ラホルスの庭
通路を通って行くと、通路の先に光が溢れているのが見えた。どうやら外に繋がる出口らしい。
「広く見えたが、それほど神殿は大きくないのかな?」
大きな猛禽類は暗い通路の中をぴょんぴょんと跳び跳ねながら、石の床を歩いて行く。
出口から神殿の外に出たと思ったが、そこは神殿の中庭にあたる場所だった。
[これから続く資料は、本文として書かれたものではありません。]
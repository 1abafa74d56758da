//! Newline-delimited text framing.

use bytes::{Bytes, BytesMut};

use crate::codec::{FrameLength, ProtocolCodec};
use crate::connection::ConnectionInfo;
use crate::error::Result;

/// Text framing delimited by `\n`.
///
/// A frame is everything up to and including the next newline. Decoding
/// strips the trailing `\n` (and a preceding `\r`, for telnet-style peers);
/// encoding appends `\n`.
#[derive(Debug, Clone, Copy, Default)]
pub struct LineCodec;

impl LineCodec {
    /// Create the codec.
    #[must_use]
    pub fn new() -> Self {
        Self
    }
}

impl ProtocolCodec for LineCodec {
    fn frame_length(&self, buffer: &[u8], _conn: &ConnectionInfo) -> Result<FrameLength> {
        match buffer.iter().position(|&b| b == b'\n') {
            Some(pos) => Ok(FrameLength::Complete(pos + 1)),
            None => Ok(FrameLength::Pending),
        }
    }

    fn decode(&self, frame: Bytes, _conn: &ConnectionInfo) -> Result<Bytes> {
        let mut end = frame.len();
        if end > 0 && frame[end - 1] == b'\n' {
            end -= 1;
        }
        if end > 0 && frame[end - 1] == b'\r' {
            end -= 1;
        }
        Ok(frame.slice(..end))
    }

    fn encode(&self, message: &[u8], _conn: &ConnectionInfo) -> Result<Bytes> {
        let mut out = BytesMut::with_capacity(message.len() + 1);
        out.extend_from_slice(message);
        out.extend_from_slice(b"\n");
        Ok(out.freeze())
    }
}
旅団の庭くらいの広さがある中庭。
芝生と灌木の植えられた場所の先に規則正しく植えられた人工樹林があり、その先に別の建物が見えていた。
隼に似た大きな鳥が飛び去って行った。
それはあっと言う間に遠くの空に消えて行き、俺は中庭に取り残されてしまう。
すると奥にある林の間から人が歩いて来るのが見えた。
それは緑色の法服を着た──鳥の頭を持つ男。
たぶん以前うちの店に来た、人間形態のラホルスだ。
てくてくと近づいて来たその男は、やはり猛禽類の特徴を持つ鳥の頭に、緑色の眼をした高身長の男だった。
「こうして会うのはずいぶん久し振りだな」
「お久し振りです」
「まあ座って話そうか」
そう言って中庭の隅に置かれたテーブルと椅子を指差す。
木製の白い椅子とテーブルに近づくと、俺達はその椅子に腰掛けた。
「ともかく無事で何よりだった」
「ご心配をおかけしました」
「なに──私の場合、お前がその身体から遊離してしまわぬよう、見守り続けるくらいしかしていないがな」
鳥の頭がじっとこちらを見つめている。
緊張しないようにと思っているが、その眼に見つめられると、お腹のあたりがきゅっとする。
俺の魂が身体から抜け出さないよう見守っていたと言う神の言葉は、きっと真実なのだろう。
庭の奥にある木々の間から白い建物の一部が見え、それを見ているとラホルスは、鳥の頭をぐるりと回して後方に視線を向ける。
「あっちにあるのは奥神殿だ。円形の建物中央部に私の本体がある」
円形の建物はまるで円形闘技場みたいに中が広場になっていて、そこに大きな鳥の躯をしたラホルスの実体があるんだろう。他の三神と同じように力を持つ本体は、一ヶ所に留まり続けているのだ。
「以前頂いた翡翠の指輪。エウラ・フィアネストが喜んでいました」
「ああ──本当は人の子に、神から特別な物を贈るのはまずいかもしれないが、彼女は兄を失ったばかり。そして別の都市で活動する事になったのだから──。彼女は元気にやっているかい?」
「ええ。──ただ、最近何か考え事をしているようなので、今度悩みがあるか尋ねてみようと思っているところです」
「うん。気に掛けてやってくれ。彼女は──いや、言うまい。そのうち分かるだろう」
と、神は意味深な言葉を口にする。
不思議な緊張感の中、冷たい風が俺の体を撫でていった。
「いや、すまないな。私はここでは籠の鳥なのだ。温かい飲み物でも出せればいいのだが、神官達も中庭に近づく事すらしない。──別に禁止にしているのではないんだが」
神官達が勝手に敷いた規範みたいなものが、風の神殿にはあるのだろう。
「いえ、大丈夫です。復調した事を直接お伝えしたかっただけなので。もう帰ります」
そう言いながら席を立つ。
「そうか、ではまた。だが、あまり無理をするなよ。お前はただでさえ忙しい身。何より副団長の事もある。──さっさと決めてしまえよ」
鳥頭の神様はいきなりぶち込んできた。
「まさか風の神様からそんな発言を聞く事になろうとは」
「ははははっ、まあそうだな……、これからのフォロスハートを背負っていく男の将来を共にできる女というと、そう多くはないだろうからな。
二人がくっつけばと──少なくとも私とウル=オギトは思っている」
鳥の顔には表情が無い為、神ラホルスが何を考えているのか、その声で判断するしかなかったが、きっと微笑んでいたのだ。
多くの人間の魂を見てきた神ラホルスに「フォロスハートを背負っていく男」などと評されてしまった。
神殿の入り口まで来ると、俺は振り返って庭の中央に立っているラホルスに頭を下げた。
彼は手を軽く上げて別れを告げ、奥神殿へと帰って行く。
美しい緑色の法服の背中には、金糸と銀糸で飾られた紋様が浮かび上がっていた。
ラホルスが神官達に避けられているのは、この神がフォロスハートの”死”に関わるという事が原因。
はっきりと誰もが理解している訳ではないですが、死者の魂を運ぶ役目を負っているという事は周知されています。